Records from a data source
________________________

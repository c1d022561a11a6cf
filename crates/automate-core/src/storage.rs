//! Storage negotiation: one logical resource pool over a group's containers.
//!
//! A [`Storage`] is built fresh each cycle from a machine group's containers.
//! Matching is a reservation: [`Storage::try_get_ingredient`] returns a
//! [`Consumable`] without touching any inventory, and nothing changes until
//! the caller commits it. A machine can therefore evaluate several recipes
//! and walk away from all but one.

use crate::container::Container;
use crate::error::AutomateError;
use crate::id::ItemTypeId;
use crate::item::{Item, ItemStack};
use crate::recipe::Recipe;
use crate::tracked::{Tracked, TrackedStack, TrackedStackCollection};
use std::collections::BTreeSet;
use std::rc::Rc;
use tracing::trace;

// ---------------------------------------------------------------------------
// Consumable
// ---------------------------------------------------------------------------

/// A reserved ingredient: matching stacks found across the network plus the
/// number of items required.
#[derive(Debug)]
pub struct Consumable {
    stacks: TrackedStackCollection,
    count: u32,
}

impl Consumable {
    pub fn new(stacks: TrackedStackCollection, count: u32) -> Self {
        Self { stacks, count }
    }

    /// The matched sample. A consumable is only handed out when at least one
    /// stack matched, so this is always present for values from [`Storage`].
    pub fn sample(&self) -> Option<&Item> {
        self.stacks.sample()
    }

    /// Number of items this reservation will consume.
    pub fn count(&self) -> u32 {
        self.count
    }

    /// Number of matching items found.
    pub fn available(&self) -> u32 {
        self.stacks.count()
    }

    pub fn is_met(&self) -> bool {
        self.stacks.count() >= self.count
    }

    /// Remove the required items from their containers.
    ///
    /// Fails with [`AutomateError::InvalidState`] if the containers no longer
    /// hold the full amount, for example after an overlapping reservation was
    /// committed first. Whatever could be removed stays removed.
    pub fn commit(mut self) -> Result<(), AutomateError> {
        self.reduce_all()?;
        Ok(())
    }

    /// Remove the required items and return them as one stack.
    pub fn take(mut self) -> Result<Option<ItemStack>, AutomateError> {
        let Some(sample) = self.stacks.sample().cloned() else {
            return Ok(None);
        };
        let taken = self.reduce_all()?;
        Ok((taken > 0).then(|| ItemStack::new(sample, taken)))
    }

    fn reduce_all(&mut self) -> Result<u32, AutomateError> {
        let reduced = self.stacks.reduce(self.count)?;
        if reduced < self.count {
            return Err(AutomateError::invalid_state(format!(
                "reservation of {} {} came up {} short",
                self.count,
                self.stacks.sample().map(|s| s.name.as_str()).unwrap_or_default(),
                self.count - reduced
            )));
        }
        Ok(reduced)
    }
}

// ---------------------------------------------------------------------------
// Storage
// ---------------------------------------------------------------------------

/// A network's containers as one pool.
///
/// Containers sharing an [`InventoryReferenceId`](crate::id::InventoryReferenceId)
/// are collapsed to the first one discovered, before any scan, so a shared
/// inventory never supplies or receives the same item twice.
#[derive(Default)]
pub struct Storage {
    containers: Vec<Rc<dyn Container>>,
}

impl Storage {
    pub fn new(containers: impl IntoIterator<Item = Rc<dyn Container>>) -> Self {
        let mut seen = BTreeSet::new();
        let containers = containers
            .into_iter()
            .filter(|c| seen.insert(c.inventory_ref()))
            .collect();
        Self { containers }
    }

    /// The de-duplicated containers, in discovery order.
    pub fn containers(&self) -> &[Rc<dyn Container>] {
        &self.containers
    }

    /// Total slots across distinct inventories.
    pub fn slot_capacity(&self) -> usize {
        self.containers.iter().map(|c| c.slot_capacity()).sum()
    }

    /// Every item in takeable containers, container by container then slot by
    /// slot. Each container is read only when iteration reaches it; calling
    /// again restarts from the first container.
    pub fn items(&self) -> impl Iterator<Item = Result<TrackedStack, AutomateError>> + '_ {
        self.containers
            .iter()
            .filter(|c| c.can_take())
            .flat_map(|c| match c.stacks() {
                Ok(stacks) => stacks.into_iter().map(Ok).collect::<Vec<_>>(),
                Err(e) => vec![Err(e)],
            })
    }

    /// Total quantity of matching items across the network.
    pub fn count_matching(&self, predicate: impl Fn(&Item) -> bool) -> Result<u32, AutomateError> {
        let mut total = 0u32;
        for stack in self.items() {
            let stack = stack?;
            if predicate(stack.item()) {
                total = total.saturating_add(stack.count());
            }
        }
        Ok(total)
    }

    /// Reserve `count` items matching `predicate`.
    ///
    /// Matching stacks are accumulated in iteration order until `count` is
    /// reached; stacks that cannot stack with the first match are skipped.
    /// Returns `None` if the network doesn't hold enough. Nothing is removed
    /// until the returned [`Consumable`] is committed.
    pub fn try_get_ingredient(
        &self,
        predicate: impl Fn(&Item) -> bool,
        count: u32,
    ) -> Result<Option<Consumable>, AutomateError> {
        let mut found = TrackedStackCollection::new();
        for stack in self.items() {
            if found.count() >= count {
                break;
            }
            let stack = stack?;
            if !predicate(stack.item()) || !found.can_stack_with(stack.item()) {
                continue;
            }
            found.add(stack)?;
        }

        let consumable = Consumable::new(found, count);
        Ok(consumable.is_met().then_some(consumable))
    }

    /// Reserve the input for the first recipe, in slice order, that the
    /// network can satisfy. Declaration order breaks ties.
    pub fn try_get_recipe_ingredient<'r>(
        &self,
        recipes: &'r [Recipe],
    ) -> Result<Option<(Consumable, &'r Recipe)>, AutomateError> {
        for recipe in recipes {
            if let Some(consumable) =
                self.try_get_ingredient(|item| recipe.accepts_input(item), recipe.input_count())?
            {
                return Ok(Some((consumable, recipe)));
            }
        }
        Ok(None)
    }

    /// Match and immediately remove `count` items. Returns whether anything
    /// was consumed.
    pub fn try_consume(
        &self,
        predicate: impl Fn(&Item) -> bool,
        count: u32,
    ) -> Result<bool, AutomateError> {
        match self.try_get_ingredient(predicate, count)? {
            Some(consumable) => {
                consumable.commit()?;
                Ok(true)
            }
            None => Ok(false),
        }
    }

    /// [`try_consume`](Self::try_consume) for a fixed item type.
    pub fn try_consume_item(&self, item_type: ItemTypeId, count: u32) -> Result<bool, AutomateError> {
        self.try_consume(|item| item.item_type == item_type, count)
    }

    /// Push as much of `stack` as fits into storing containers, first come
    /// first served. Returns the amount accepted; whatever doesn't fit stays
    /// in `stack`.
    pub fn try_push(&self, stack: &mut dyn Tracked) -> Result<u32, AutomateError> {
        let mut accepted = 0;
        for container in self.containers.iter().filter(|c| c.can_store()) {
            if stack.count() == 0 {
                break;
            }
            let stored = container.store(stack)?;
            if stored > 0 {
                trace!(container = container.name(), stored, "pushed into container");
            }
            accepted += stored;
        }
        Ok(accepted)
    }
}

impl std::fmt::Debug for Storage {
    fn fmt(&self, f: &mut std::fmt::Formatter<'_>) -> std::fmt::Result {
        f.debug_struct("Storage")
            .field(
                "containers",
                &self.containers.iter().map(|c| c.name()).collect::<Vec<_>>(),
            )
            .finish()
    }
}
//! Furnace: one coal plus ore or quartz, smelted into bars.

use crate::catalog::*;
use crate::generic::{ObjectMachine, RecipeMachine, fixed_recipe};
use automate_core::recipe::Recipe;

pub const MACHINE_TYPE: &str = "Furnace";

/// Smelting recipes, highest priority first.
pub fn recipes() -> Vec<Recipe> {
    vec![
        fixed_recipe("Copper Bar", COPPER_ORE, 5, COPPER_BAR, 1, 30),
        fixed_recipe("Iron Bar", IRON_ORE, 5, IRON_BAR, 1, 120),
        fixed_recipe("Gold Bar", GOLD_ORE, 5, GOLD_BAR, 1, 300),
        fixed_recipe("Iridium Bar", IRIDIUM_ORE, 5, IRIDIUM_BAR, 1, 480),
        fixed_recipe("Refined Quartz", QUARTZ, 1, REFINED_QUARTZ, 1, 90),
        fixed_recipe("Refined Quartz (fire)", FIRE_QUARTZ, 1, REFINED_QUARTZ, 3, 90),
    ]
}

pub fn furnace(object: ObjectMachine) -> RecipeMachine {
    RecipeMachine::new(object, recipes()).with_fuel(COAL, 1)
}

________________________

All lines above from the one holding "doesn't fit stays" to the one holding "for container in", inclusive, are to be copied exactly; no other line is wanted.

    /// first served. Returns the amount accepted; whatever doesn't fit stays
    /// in `stack`.
    pub fn try_push(&self, stack: &mut dyn Tracked) -> Result<u32, AutomateError> {
        let mut accepted = 0;
        for container in self.containers.iter().filter(|c| c.can_store()) {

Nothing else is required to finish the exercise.